Work request → Copy, word for word, each line of the data below from the first through the line containing "substitution in tests.", and stop there.

The data →
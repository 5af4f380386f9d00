//! `TvServiceApi` trait definition.
#![allow(clippy::future_not_send)]

use chrono::NaiveDateTime;
use tokio_util::sync::CancellationToken;

use super::error::TvServiceError;
use super::params::AddScheduleParams;
use super::types::{
    ActiveTunerCard, Channel, ChannelGroup, Program, Recording, Schedule, ServiceDescription,
    TunerCard,
};

/// TV service API trait.
///
/// Abstracts backend operations for mock substitution in tests.
/// Uses `trait_variant::make` to generate a `Send`-bound async trait.
/// Every call takes a cancellation token; cancellation is cooperative and
/// has no effect on a call already acknowledged by the backend.
#[allow(clippy::module_name_repetitions)]
#[trait_variant::make(TvServiceApi: Send)]
pub trait LocalTvServiceApi {
    /// Fetches the service description and connectivity status.
    ///
    /// # Errors
    ///
    /// Returns an error if the HTTP request or JSON decoding fails.
    async fn service_description(
        &self,
        cancel: &CancellationToken,
    ) -> Result<ServiceDescription, TvServiceError>;

    /// Lists installed tuner cards.
    ///
    /// # Errors
    ///
    /// Returns an error if the HTTP request or JSON decoding fails.
    async fn tuner_cards(
        &self,
        cancel: &CancellationToken,
    ) -> Result<Vec<TunerCard>, TvServiceError>;

    /// Lists tuner cards with an active session.
    ///
    /// # Errors
    ///
    /// Returns an error if the HTTP request or JSON decoding fails.
    async fn active_tuner_cards(
        &self,
        cancel: &CancellationToken,
    ) -> Result<Vec<ActiveTunerCard>, TvServiceError>;

    /// Lists channel groups.
    ///
    /// # Errors
    ///
    /// Returns an error if the HTTP request or JSON decoding fails.
    async fn channel_groups(
        &self,
        cancel: &CancellationToken,
    ) -> Result<Vec<ChannelGroup>, TvServiceError>;

    /// Lists channels, optionally restricted to one group.
    ///
    /// When a group id is given the backend returns channels in that
    /// group's display order.
    ///
    /// # Errors
    ///
    /// Returns an error if the HTTP request or JSON decoding fails.
    async fn channels(
        &self,
        group_id: Option<i32>,
        cancel: &CancellationToken,
    ) -> Result<Vec<Channel>, TvServiceError>;

    /// Fetches one program by id. `Ok(None)` when the id does not resolve.
    ///
    /// # Errors
    ///
    /// Returns an error if the HTTP request or JSON decoding fails.
    async fn program_by_id(
        &self,
        program_id: &str,
        cancel: &CancellationToken,
    ) -> Result<Option<Program>, TvServiceError>;

    /// Lists programs for a channel over a local-time range.
    ///
    /// # Errors
    ///
    /// Returns an error if the HTTP request or JSON decoding fails.
    async fn programs_for_channel(
        &self,
        channel_id: &str,
        start: NaiveDateTime,
        end: NaiveDateTime,
        cancel: &CancellationToken,
    ) -> Result<Vec<Program>, TvServiceError>;

    /// Lists all recordings.
    ///
    /// # Errors
    ///
    /// Returns an error if the HTTP request or JSON decoding fails.
    async fn recordings(
        &self,
        cancel: &CancellationToken,
    ) -> Result<Vec<Recording>, TvServiceError>;

    /// Fetches one recording by id. `Ok(None)` when the id does not resolve.
    ///
    /// # Errors
    ///
    /// Returns an error if the HTTP request or JSON decoding fails.
    async fn recording_by_id(
        &self,
        recording_id: &str,
        cancel: &CancellationToken,
    ) -> Result<Option<Recording>, TvServiceError>;

    /// Lists all schedules.
    ///
    /// # Errors
    ///
    /// Returns an error if the HTTP request or JSON decoding fails.
    async fn schedules(&self, cancel: &CancellationToken)
    -> Result<Vec<Schedule>, TvServiceError>;

    /// Fetches one schedule by id. `Ok(None)` when the id does not resolve.
    ///
    /// # Errors
    ///
    /// Returns an error if the HTTP request or JSON decoding fails.
    async fn schedule_by_id(
        &self,
        schedule_id: &str,
        cancel: &CancellationToken,
    ) -> Result<Option<Schedule>, TvServiceError>;

    /// Creates a schedule. Returns the backend's boolean result; `false`
    /// means the backend refused the schedule.
    ///
    /// # Errors
    ///
    /// Returns an error if the HTTP request or JSON decoding fails.
    async fn add_schedule(
        &self,
        params: &AddScheduleParams,
        cancel: &CancellationToken,
    ) -> Result<bool, TvServiceError>;

    /// Deletes a schedule. Returns the backend's boolean result.
    ///
    /// # Errors
    ///
    /// Returns an error if the HTTP request or JSON decoding fails.
    async fn delete_schedule(
        &self,
        schedule_id: &str,
        cancel: &CancellationToken,
    ) -> Result<bool, TvServiceError>;

    /// Deletes a recording. Returns the backend's boolean result.
    ///
    /// # Errors
    ///
    /// Returns an error if the HTTP request or JSON decoding fails.
    async fn delete_recording(
        &self,
        recording_id: &str,
        cancel: &CancellationToken,
    ) -> Result<bool, TvServiceError>;

    /// Switches a tuner to the channel and returns a streaming URL.
    ///
    /// # Errors
    ///
    /// Returns an error if the HTTP request or JSON decoding fails.
    async fn stream_url(
        &self,
        channel_id: i32,
        cancel: &CancellationToken,
    ) -> Result<String, TvServiceError>;

    /// Reads a named setting from the backend's configuration store.
    ///
    /// # Errors
    ///
    /// Returns an error if the HTTP request or JSON decoding fails.
    async fn read_setting(
        &self,
        tag: &str,
        cancel: &CancellationToken,
    ) -> Result<String, TvServiceError>;
}
//! Provider operation orchestration.
//!
//! One public method per host-facing Live-TV operation. Reads are a
//! single backend round trip handed to the entity mappers; writes fetch
//! the referenced entity first, validate, then issue the mutating call.
//! There is no shared mutable state and no retry: the backend is
//! authoritative, so conflicts and transport failures surface unchanged.

use chrono::{DateTime, Local, Utc};
use tokio_util::sync::CancellationToken;
use tracing::instrument;
use tvbridge_api::tvservice::{LocalTvServiceApi, TvServiceError};

use crate::config::{ChannelSorting, Configuration};
use crate::error::ProviderError;
use crate::genres::GenreMapper;
use crate::mapper;
use crate::paths::RecordingPathMapper;
use crate::recurrence::{self, SeriesPattern};
use crate::types::{
    ActiveTunerInfo, BackendStatus, ChannelGroupInfo, ChannelInfo, ProgramInfo, RecordingInfo,
    ScheduleDefaults, SeriesTimerInfo, TimerInfo, TunerInfo,
};

/// Live-TV provider over a TV service backend.
///
/// Owns only the API handle; configuration is injected per call so each
/// operation sees one consistent snapshot.
#[derive(Debug)]
#[allow(clippy::module_name_repetitions)]
pub struct TvProvider<A> {
    api: A,
}
//! Custom deserializers for the backend's JSON conventions.
//!
//! The backend serializes absent text fields as empty strings and
//! timestamps as local time without a zone designator.

use chrono::NaiveDateTime;
use serde::de::Error;
use serde::{Deserialize, Deserializer};

/// Deserializes empty strings as `None` (for `String` fields).
pub fn deserialize_empty_string_as_none<'de, D>(deserializer: D) -> Result<Option<String>, D::Error>
where
    D: Deserializer<'de>,
{
    let result = Option::deserialize(deserializer);
    let s: Option<String> = result.map_err(D::Error::custom)?;
    Ok(s.filter(|s| !s.is_empty()))
}

/// Deserializes a backend timestamp (`2024-01-15T21:30:00`, optionally with
/// fractional seconds) into a `NaiveDateTime`.
pub fn deserialize_backend_datetime<'de, D>(deserializer: D) -> Result<NaiveDateTime, D::Error>
where
    D: Deserializer<'de>,
{
    let s = String::deserialize(deserializer)?;
    parse_backend_datetime(&s).map_err(D::Error::custom)
}

/// Parses a backend timestamp string.
///
/// # Errors
///
/// Returns an error if the string matches neither the plain nor the
/// fractional-seconds timestamp format.
pub fn parse_backend_datetime(s: &str) -> Result<NaiveDateTime, String> {
    NaiveDateTime::parse_from_str(s, "%Y-%m-%dT%H:%M:%S")
        .or_else(|_| NaiveDateTime::parse_from_str(s, "%Y-%m-%dT%H:%M:%S%.f"))
        .map_err(|e| format!("invalid backend timestamp {s:?}: {e}"))
}

#[cfg(test)]
mod tests {
    #![allow(clippy::unwrap_used)]

    use super::*;

    #[test]
    fn test_parse_backend_datetime_plain() {
        // Arrange & Act
        let dt = parse_backend_datetime("2024-01-15T21:30:00").unwrap();

        // Assert
        assert_eq!(dt.to_string(), "2024-01-15 21:30:00");
    }

    #[test]
    fn test_parse_backend_datetime_fractional() {
        // Arrange & Act
        let dt = parse_backend_datetime("2024-01-15T21:30:00.5").unwrap();

        // Assert
        assert_eq!(dt.format("%Y-%m-%d %H:%M:%S").to_string(), "2024-01-15 21:30:00");
    }

    #[test]
    fn test_parse_backend_datetime_invalid() {
        // Arrange & Act
        let result = parse_backend_datetime("15/01/2024 21:30");

        // Assert
        assert!(result.is_err());
    }
}
//! TV service client error types.

use thiserror::Error;

/// Transport-level failure of a TV service call.
#[derive(Debug, Error)]
#[allow(clippy::module_name_repetitions)]
pub enum TvServiceError {
    /// Client construction or URL assembly failed.
    #[error("invalid client configuration: {0}")]
    InvalidConfig(String),

    /// The request could not be sent or the connection failed.
    #[error("network error: {0}")]
    Network(#[from] reqwest::Error),

    /// The backend answered with a non-success HTTP status.
    #[error("HTTP error {status} for {url}")]
    Http {
        /// Response status code.
        status: reqwest::StatusCode,
        /// Request URL.
        url: String,
    },

    /// The response body could not be decoded as the expected type.
    #[error("failed to decode {command} response: {message}")]
    Decode {
        /// Backend command name.
        command: String,
        /// Decoder failure detail.
        message: String,
    },

    /// The operation's cancellation signal fired.
    #[error("operation cancelled")]
    Cancelled,
}

impl TvServiceError {
    /// Whether this is an HTTP 404 from the backend.
    #[must_use]
    pub fn is_not_found(&self) -> bool {
        matches!(self, Self::Http { status, .. } if *status == reqwest::StatusCode::NOT_FOUND)
    }
}
//! tablehop-core: tool registry, LLM providers, the tool-calling agent loop
//! and the Bay Area food-ordering agent.

pub mod agent;
pub mod food;
pub mod providers;
pub mod tools;

pub use agent::{AgentContent, AgentEvent, AgentRuntime, MISSING_INFO_MARKER, ToolAgent};
pub use providers::{LlmProvider, OpenAiCompatConfig, OpenAiCompatProvider};
pub use tools::{ToolContext, ToolExecutor, ToolHandler, ToolRegistry};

Worked solution →
repository 5af4f380386f9d00
//! `TvServiceApi` trait definition.
#![allow(clippy::future_not_send)]

use chrono::NaiveDateTime;
use tokio_util::sync::CancellationToken;

use super::error::TvServiceError;
use super::params::AddScheduleParams;
use super::types::{
    ActiveTunerCard, Channel, ChannelGroup, Program, Recording, Schedule, ServiceDescription,
    TunerCard,
};

/// TV service API trait.
///
/// Abstracts backend operations for mock substitution in tests.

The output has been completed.